Common Sense, Rights of Human
Volume 1, Part 1 of the Thomas Paine, Detective Spooner, and Benjamin Graham Files
Investing takes many forms. People can invest money. They can invest emotionally into something. Another more basic commodity people can invest is time. We decide when to relax. When to work. And so on and so on. That is the beauty of free market capitalism. We get to decide how we want to spend the 24 hours of each day and the 168 hours of each week. We can work, eat, sleep, relax, go out to a movie, see friends or family, travel, or stay in with our immediate family or roommates if we are fortunate enough to live with family members or roommates.
Inherent to all investing is the utilization of signals. There are all kinds of signaling effects in traditional investing marketplaces. The most well known of these signals are economic indicators. GDP growth, inflation readouts, total factor productivity, and the like. Saltwater or freshwater economist, regardless of whichever camp you belong to, any economist worth listening to would tell you, however, that these factors are lagging economic indicators. It takes either an entire quarter or a month or a slightly shorter time period to generate these values. They usually come from trustworthy agencies such as the Bureau of Labor Statistics or the Federal Reserve. To get more instantaneous data, however, is not difficult. How a given service’s or good’s or sector’s market performs day to day can tell one a lot of information about how that market or series of market participants is either inherently performing or how the broader investing public or investing market perceives that one section or slice of the market, or a combination of both factors that can be split apart through conscientious attribution analyses.

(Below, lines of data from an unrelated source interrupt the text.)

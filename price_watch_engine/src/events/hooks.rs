use std::{future::Future, pin::Pin, sync::Arc};

use crate::events::{AnomalyDetectedEvent, EventHandler, EventProducer, Handler, WatchExecutedEvent, WatchExpiredEvent};

type HookFuture = Pin<Box<dyn Future<Output = ()> + Send>>;

#[derive(Default, Clone)]
pub struct EventProducers {
    pub watch_executed_producer: Vec<EventProducer<WatchExecutedEvent>>,
    pub watch_expired_producer: Vec<EventProducer<WatchExpiredEvent>>,
    pub anomaly_producer: Vec<EventProducer<AnomalyDetectedEvent>>,
}

impl EventProducers {
    pub async fn publish_executed(&self, event: WatchExecutedEvent) {
        for producer in &self.watch_executed_producer {
            producer.publish_event(event.clone()).await;
        }
    }

    pub async fn publish_expired(&self, event: WatchExpiredEvent) {
        for producer in &self.watch_expired_producer {
            producer.publish_event(event.clone()).await;
        }
    }

    pub async fn publish_anomaly(&self, event: AnomalyDetectedEvent) {
        for producer in &self.anomaly_producer {
            producer.publish_event(event.clone()).await;
        }
    }
}

pub struct EventHandlers {
    pub on_watch_executed: Option<EventHandler<WatchExecutedEvent>>,
    pub on_watch_expired: Option<EventHandler<WatchExpiredEvent>>,
    pub on_anomaly: Option<EventHandler<AnomalyDetectedEvent>>,
}

impl EventHandlers {
    pub fn new(buffer_size: usize, hooks: EventHooks) -> Self {
        let on_watch_executed = hooks.on_watch_executed.map(|f| EventHandler::new(buffer_size, f));
        let on_watch_expired = hooks.on_watch_expired.map(|f| EventHandler::new(buffer_size, f));
        let on_anomaly = hooks.on_anomaly.map(|f| EventHandler::new(buffer_size, f));
        Self { on_watch_executed, on_watch_expired, on_anomaly }
    }

    pub fn producers(&self) -> EventProducers {
        let mut result = EventProducers::default();
        if let Some(handler) = &self.on_watch_executed {
            result.watch_executed_producer.push(handler.subscribe());
        }
        if let Some(handler) = &self.on_watch_expired {
            result.watch_expired_producer.push(handler.subscribe());
        }
        if let Some(handler) = &self.on_anomaly {
            result.anomaly_producer.push(handler.subscribe());
        }
        result
    }

    pub async fn start_handlers(self) {
        if let Some(handler) = self.on_watch_executed {
            tokio::spawn(handler.start_handler());
        }
        if let Some(handler) = self.on_watch_expired {
            tokio::spawn(handler.start_handler());
        }
        if let Some(handler) = self.on_anomaly {
            tokio::spawn(handler.start_handler());
        }
    }
}

#[derive(Default, Clone)]
pub struct EventHooks {
    pub on_watch_executed: Option<Handler<WatchExecutedEvent>>,
    pub on_watch_expired: Option<Handler<WatchExpiredEvent>>,
    pub on_anomaly: Option<Handler<AnomalyDetectedEvent>>,
}

impl EventHooks {
    pub fn on_watch_executed<F>(&mut self, f: F) -> &mut Self
    where F: (Fn(WatchExecutedEvent) -> HookFuture) + Send + Sync + 'static {
        self.on_watch_executed = Some(Arc::new(f));
        self
    }

    pub fn on_watch_expired<F>(&mut self, f: F) -> &mut Self
    where F: (Fn(WatchExpiredEvent) -> HookFuture) + Send + Sync + 'static {
        self.on_watch_expired = Some(Arc::new(f));
        self
    }

    pub fn on_anomaly<F>(&mut self, f: F) -> &mut Self
    where F: (Fn(AnomalyDetectedEvent) -> HookFuture) + Send + Sync + 'static {
        self.on_anomaly = Some(Arc::new(f));
        self
    }
}
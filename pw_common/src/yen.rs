use std::{
    fmt::Display,
    iter::Sum,
    ops::{Add, Sub, SubAssign},
};

use serde::{Deserialize, Serialize};
use sqlx::Type;
use thiserror::Error;

use crate::op;

pub const CURRENCY_CODE: &str = "JPY";

//--------------------------------------        Yen         ---------------------------------------------------------
/// An amount in the minor currency unit. Yen has no subdivision, so one unit is one yen.
#[derive(Debug, Clone, Copy, Default, Type, Ord, PartialOrd, PartialEq, Eq, Hash, Serialize, Deserialize)]
#[sqlx(transparent)]
#[serde(transparent)]
pub struct Yen(i64);

op!(binary Yen, Add, add);
op!(binary Yen, Sub, sub);
op!(inplace Yen, SubAssign, sub_assign);

impl Sum for Yen {
    fn sum<I: Iterator<Item = Self>>(iter: I) -> Self {
        iter.fold(Self::default(), Add::add)
    }
}

#[derive(Debug, Clone, Error)]
#[error("Value cannot be represented in yen: {0}")]
pub struct YenConversionError(String);

impl From<i64> for Yen {
    fn from(value: i64) -> Self {
        Self(value)
    }
}

impl TryFrom<u64> for Yen {
    type Error = YenConversionError;

    fn try_from(value: u64) -> Result<Self, Self::Error> {
        i64::try_from(value).map(Self).map_err(|_| YenConversionError(format!("{value} is too large")))
    }
}

impl Display for Yen {
    fn fmt(&self, f: &mut std::fmt::Formatter<'_>) -> std::fmt::Result {
        let digits = self.0.unsigned_abs().to_string();
        let mut grouped = String::with_capacity(digits.len() + digits.len() / 3);
        for (i, c) in digits.chars().enumerate() {
            if i > 0 && (digits.len() - i) % 3 == 0 {
                grouped.push(',');
            }
            grouped.push(c);
        }
        let sign = if self.0 < 0 { "-" } else { "" };
        write!(f, "{sign}¥{grouped}")
    }
}

impl Yen {
    pub fn value(&self) -> i64 {
        self.0
    }

    pub fn is_positive(&self) -> bool {
        self.0 > 0
    }
}
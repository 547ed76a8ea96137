//! # Storage and collaborator seams
//!
//! Everything the watch engine touches outside its own memory goes through one of these traits. Backends and
//! external services implement them; the engine only ever sees the trait.
//!
//! ## Storage
//! * [`WatchManagement`] is the watch store. All status changes are conditional updates, so two workers racing on
//!   the same watch cannot both succeed.
//! * [`AuditLog`] is the append-only record of every price check and purchase attempt.
//! * [`OrderManagement`] stores the orders produced by executed watches.
//! * [`ReconciliationQueue`] holds claimed-but-unfinished purchases for an operator.
//!
//! ## Collaborators
//! * [`Catalog`] reports item prices and performs the atomic claim.
//! * [`UserDirectory`] supplies registered delivery addresses.
//! * [`PaymentGateway`] issues pre-authorizations.
//! * [`ShippingLabelGenerator`] and [`NotificationSink`] are best-effort side effects after a purchase.
mod audit_log;
mod collaborators;
mod data_objects;
mod errors;
mod order_management;
mod reconciliation;
mod watch_management;

pub use audit_log::AuditLog;
pub use collaborators::{Catalog, NotificationSink, PaymentGateway, ShippingLabelGenerator, UserDirectory};
pub use data_objects::{AuthorizationOutcome, PaymentInstrument};
pub use errors::{CollaboratorError, StoreError};
pub use order_management::OrderManagement;
pub use reconciliation::ReconciliationQueue;
pub use watch_management::WatchManagement;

To me, I am getting a lot of negative signals today from the broader B2C (business to consumer) consumer-focused array of tech behemoths and unicorns. For those unaware, in tech there are generally two kinds of businesses. There are B2B (business to business) firms and B2C firms. B2B generate the vast majority of their revenues or develop the vast majority of their products/services for ultimate end users in the business world, i.e., other business entities. B2C, on the other hand, are not so lucky. They must appeal to the ever-changing, ever-dynamic, and ever-fickle tastes of global consumers. While consumption, as opposed to manufacturing or energy/natural resources, drives the vast majority of most well-developed Western and Eastern economies (think the US, Canada, Germany, UK, France, Korea, Japan, etc.), there is only so much the global consumer can shoulder. The global consumer cannot support a global economy all on its own. There must be other portions to an economy other than consumption in order for the global economy to sustainably and efficiently maintain growth and a healthy standard of living for all people. That is why usually the first sector to feel growth pains in a high-rate environment is the field of consumer discretionary business, i.e., businesses whose business model involves selling non-staple goods to consumers who are willing to pay for these either luxury or quasi-luxury goods and services through either excess disposable income, savings, or credit.